Les chevaux partirent.
— Le lendemain de son mariage ! pensa Valérie ; que s’est-il donc passé ? Je vais chez ma sœur. Elle dort peut-être… Oh ! non… mais je n’ose pas.
Elle se promenait dans la cour en réfléchissant.
— Tiens ! Ririe, te voilà déjà levée, curieuse !… lui cria son père ; viens donc, espiègle… viens m’embrasser, ma fille, car tu es ma seule fille à présent ; ta sœur est une madame qui aimera son mari plus que moi ; viens, en attendant que tu fasses comme elle, que tu m’abandonnes aussi…
— Ah ! papa, je ne suis point pressée ; je ne veux pas vous quitter, moi.
— Qu’est-ce que tu faisais dans la cour ?
— Je disais adieu à mon beau-frère, qui vient de partir pour Paris…
— Il est parti… mon gendre !… le mari de ma fille !… parti, le lendemain de son mariage ! Que me dites-vous là ?… Mais c’est affreux !… Tu lui as parlé ! Quelle raison, quel motif donne-t-il ?… Que vous a-t-il dit, mademoiselle ?

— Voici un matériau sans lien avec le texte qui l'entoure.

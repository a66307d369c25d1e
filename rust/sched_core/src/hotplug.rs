// Copyright (c) Meta Platforms, Inc. and affiliates.

// This software may be used and distributed according to the terms of the
// GNU General Public License version 2.

//! CPU hotplug, cpuset partitioning and domain rebuilds.
//!
//! Going down, a CPU is first removed from the active set and the domains
//! are rebuilt without it, so nothing new is placed there. Its stop task
//! then drains every queued task to a fallback CPU before the CPU is
//! marked offline. Tasks asleep on it pick another CPU when they wake.

use std::sync::Arc;

use tracing::debug;
use tracing::info;
use tracing::warn;

use crate::class::class;
use crate::class::ClassId;
use crate::core::SchedEvent;
use crate::core::Sched;
use crate::cpumask::Cpumask;
use crate::error::SchedError;
use crate::error::SchedResult;
use crate::prio::SCHED_CAPACITY_SCALE;
use crate::rcu::Retired;
use crate::rq::StopWork;
use crate::sched_domain::build_sched_domains;
use crate::sched_domain::BuildParams;
use crate::sched_domain::DomainTree;
use crate::task::TaskKind;
use crate::types::CpuId;

impl Sched {
    fn check_cpu(&self, cpu: CpuId) -> SchedResult<()> {
        if cpu.idx() >= self.nr_cpus() {
            return Err(SchedError::InvalidParams("no such cpu"));
        }
        Ok(())
    }

    /// Partitions the next rebuild uses: the configured ones restricted to
    /// usable CPUs, or a single one of everything usable.
    fn effective_partitions(&self) -> Vec<Cpumask> {
        let usable = self.active.andnot(&self.isolated);
        match (&self.partitions, self.frozen) {
            (Some(list), false) => list.iter().map(|m| m.and(&usable)).filter(|m| !m.is_empty()).collect(),
            _ if usable.is_empty() => vec![],
            _ => vec![usable],
        }
    }

    /// Carry the admitted deadline bandwidth of every task into the root
    /// domains of `tree`. Fails if some partition cannot hold it.
    fn dl_rebuild_rd_accounting(&self, tree: &DomainTree) -> SchedResult<()> {
        for t in self.tasks.iter() {
            if t.kind != TaskKind::Normal || !t.policy.is_dl() || t.is_dead() {
                continue;
            }
            let rd = tree.rd(t.cpu);
            if Arc::ptr_eq(rd, tree.def_root_domain()) {
                rd.dl_add_unchecked(t.dl.dl_bw);
            } else {
                rd.dl_admit(0, t.dl.dl_bw)?;
            }
        }
        Ok(())
    }

    /// Rebuild the domain tree from the active set and the partitions.
    /// On failure the previous tree stays in place.
    pub fn rebuild_sched_domains(&mut self) -> SchedResult<()> {
        let parts = self.effective_partitions();
        let generation = self.generation + 1;
        let params = BuildParams {
            topo: &self.topo,
            partitions: &parts,
            dl_bw_limit: self.dl_bw_limit,
            energy: self.energy.as_ref(),
            generation,
            now: self.now,
            jiffies: self.jiffies,
        };
        let tree = match build_sched_domains(&params) {
            Ok(tree) => tree,
            Err(e) => {
                warn!(generation, error = %e, "sched domain build failed, keeping previous domains");
                return Err(e);
            }
        };
        if self.generation > 0 && tree.same_structure(&self.domains) {
            debug!(generation = self.generation, "sched domains unchanged");
            return Ok(());
        }
        if let Err(e) = self.dl_rebuild_rd_accounting(&tree) {
            warn!(generation, "deadline bandwidth does not fit the new partitions");
            return Err(e);
        }
        for problem in tree.validate() {
            warn!(generation, problem = %problem, "sched domain invariant violated");
        }

        for i in 0..self.nr_cpus() {
            self.set_rq_offline(CpuId(i as u32));
        }
        self.generation = generation;
        let old = std::mem::replace(&mut self.domains, Arc::new(tree));
        self.rcu.retire(Retired::Domains(old));
        for cpu in self.active.clone().cpus() {
            self.set_rq_online(cpu);
        }
        for cpu in self.active.clone().cpus() {
            self.update_cpu_capacity(cpu);
        }
        self.nohz_sync_busy_cpus();
        info!(
            generation,
            partitions = parts.len(),
            active = %self.active.to_cpulist(),
            "rebuilt sched domains"
        );
        self.emit(SchedEvent::DomainsRebuilt { generation });
        Ok(())
    }

    pub(crate) fn set_rq_online(&mut self, cpu: CpuId) {
        if self.rqs[cpu.idx()].online {
            return;
        }
        self.rqs[cpu.idx()].online = true;
        let rd = self.rd(cpu);
        rd.set_online(cpu, true);
        if self.rqs[cpu.idx()].nr_running >= 2 {
            rd.set_overload(true);
        }
        for id in ClassId::ALL {
            class(id).rq_online(self, cpu);
        }
    }

    pub(crate) fn set_rq_offline(&mut self, cpu: CpuId) {
        if !self.rqs[cpu.idx()].online {
            return;
        }
        self.update_rq_clock(cpu);
        for id in ClassId::ALL {
            class(id).rq_offline(self, cpu);
        }
        self.rd(cpu).set_online(cpu, false);
        self.rqs[cpu.idx()].online = false;
    }

    /// Take `cpu` down. Refused for the last active CPU, for a CPU some
    /// task can run nowhere else, and when the remaining CPUs cannot hold
    /// the admitted deadline bandwidth.
    pub fn cpu_offline(&mut self, cpu: CpuId) -> SchedResult<()> {
        self.check_cpu(cpu)?;
        if !self.online.has(cpu) {
            return Ok(());
        }
        let mut remaining = self.active.clone();
        remaining.clear_cpu(cpu.idx());
        if remaining.is_empty() {
            return Err(SchedError::CpuBusy(cpu));
        }
        if let Some(t) = self
            .tasks
            .iter()
            .find(|t| t.kind == TaskKind::Normal && !t.is_dead() && !t.cpus_allowed.intersects(&remaining))
        {
            debug!(cpu = cpu.0, pid = t.pid.0, "offline refused: task has no other cpu");
            return Err(SchedError::CpuBusy(cpu));
        }
        let rd = self.rd(cpu);
        if rd.span.has(cpu) {
            let lost = if rd.asym_capacity() {
                self.rqs[cpu.idx()].cpu_capacity_orig
            } else {
                SCHED_CAPACITY_SCALE
            };
            if !rd.dl_can_shrink_to(rd.dl_bw_capacity().saturating_sub(lost)) {
                debug!(cpu = cpu.0, "offline refused: deadline bandwidth");
                return Err(SchedError::CpuBusy(cpu));
            }
        }

        self.active.clear_cpu(cpu.idx());
        self.nohz_balance_exit_idle(cpu);
        if let Err(e) = self.rebuild_sched_domains() {
            warn!(cpu = cpu.0, error = %e, "going offline with stale domains");
        }
        self.set_rq_offline(cpu);

        // Finish wakeups already routed here, then drain.
        self.sched_ttwu_pending(cpu);
        self.stop_one_cpu(cpu, StopWork::Drain);

        self.online.clear_cpu(cpu.idx());
        self.timers.cancel_pinned(cpu);
        let rq = &mut self.rqs[cpu.idx()];
        rq.hrtick_timer = None;
        rq.active_balance_timer = None;
        rq.active_balance = false;
        rq.push_cpu = None;
        rq.rt.period_timer = None;
        self.calc_load_migrate(cpu);
        self.update_sysctl_scaling();
        info!(cpu = cpu.0, "cpu offline");
        self.emit(SchedEvent::CpuOffline { cpu });
        Ok(())
    }

    /// Move every queued task off a dying CPU. Runs as stop work.
    pub(crate) fn migrate_tasks(&mut self, cpu: CpuId) {
        let stop = self.rqs[cpu.idx()].stop;
        let mut victims: Vec<_> = self
            .tasks
            .iter()
            .filter(|t| t.cpu == cpu && t.is_queued() && t.kind == TaskKind::Normal && t.pid != stop)
            .map(|t| t.pid)
            .collect();
        victims.sort();
        for p in victims {
            let dest = self.select_fallback_rq(cpu, p);
            debug!(cpu = cpu.0, pid = p.0, dest = dest.0, "hotplug migrate");
            self.move_queued_task(cpu, p, dest);
        }
    }

    pub fn cpu_online(&mut self, cpu: CpuId) -> SchedResult<()> {
        self.check_cpu(cpu)?;
        if self.online.has(cpu) {
            return Ok(());
        }
        self.online.set_cpu(cpu.idx());
        self.active.set_cpu(cpu.idx());
        self.update_rq_clock(cpu);
        let rq = &mut self.rqs[cpu.idx()];
        rq.next_balance = self.jiffies;
        rq.calc_load_update = self.loadavg.next_update();
        self.init_rt_bandwidth(cpu);
        self.update_sysctl_scaling();
        if let Err(e) = self.rebuild_sched_domains() {
            warn!(cpu = cpu.0, error = %e, "cpu online with stale domains");
        }
        // A rebuild that kept the old tree leaves this rq detached.
        self.set_rq_online(cpu);
        info!(cpu = cpu.0, "cpu online");
        self.emit(SchedEvent::CpuOnline { cpu });
        Ok(())
    }

    /// Reconfigure exclusive cpuset partitions and isolated CPUs. Either
    /// the whole change applies or none of it does.
    pub fn set_partitions(&mut self, partitions: Option<Vec<Cpumask>>, isolated: Cpumask) -> SchedResult<()> {
        let nr = self.nr_cpus();
        if isolated.len() != nr || partitions.iter().flatten().any(|m| m.len() != nr) {
            return Err(SchedError::InvalidParams("mask size does not match the cpu count"));
        }
        let old_parts = std::mem::replace(&mut self.partitions, partitions);
        let old_isolated = std::mem::replace(&mut self.isolated, isolated);
        if let Err(e) = self.rebuild_sched_domains() {
            self.partitions = old_parts;
            self.isolated = old_isolated;
            return Err(e);
        }
        Ok(())
    }

    /// Domain rebuilds during suspend collapse to one partition; the
    /// configured partitions come back on resume.
    pub fn suspend(&mut self) {
        self.frozen = true;
    }

    pub fn resume(&mut self) -> SchedResult<()> {
        self.frozen = false;
        self.rebuild_sched_domains()
    }
}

— Il ne s’est point expliqué ; il a dit seulement que ma sœur savait bien pourquoi.
— Qu’est-ce à dire ?… qu’entends-je ? s’écrie M. Bélin transporté d’indignation… Elle sait pourquoi ? Eh bien, qu’elle le dise, mordieu !… qu’elle le dise… Je ne laisserai point soupçonner l’honneur de ma famille… J’ai peine à me contenir… j’étouffe !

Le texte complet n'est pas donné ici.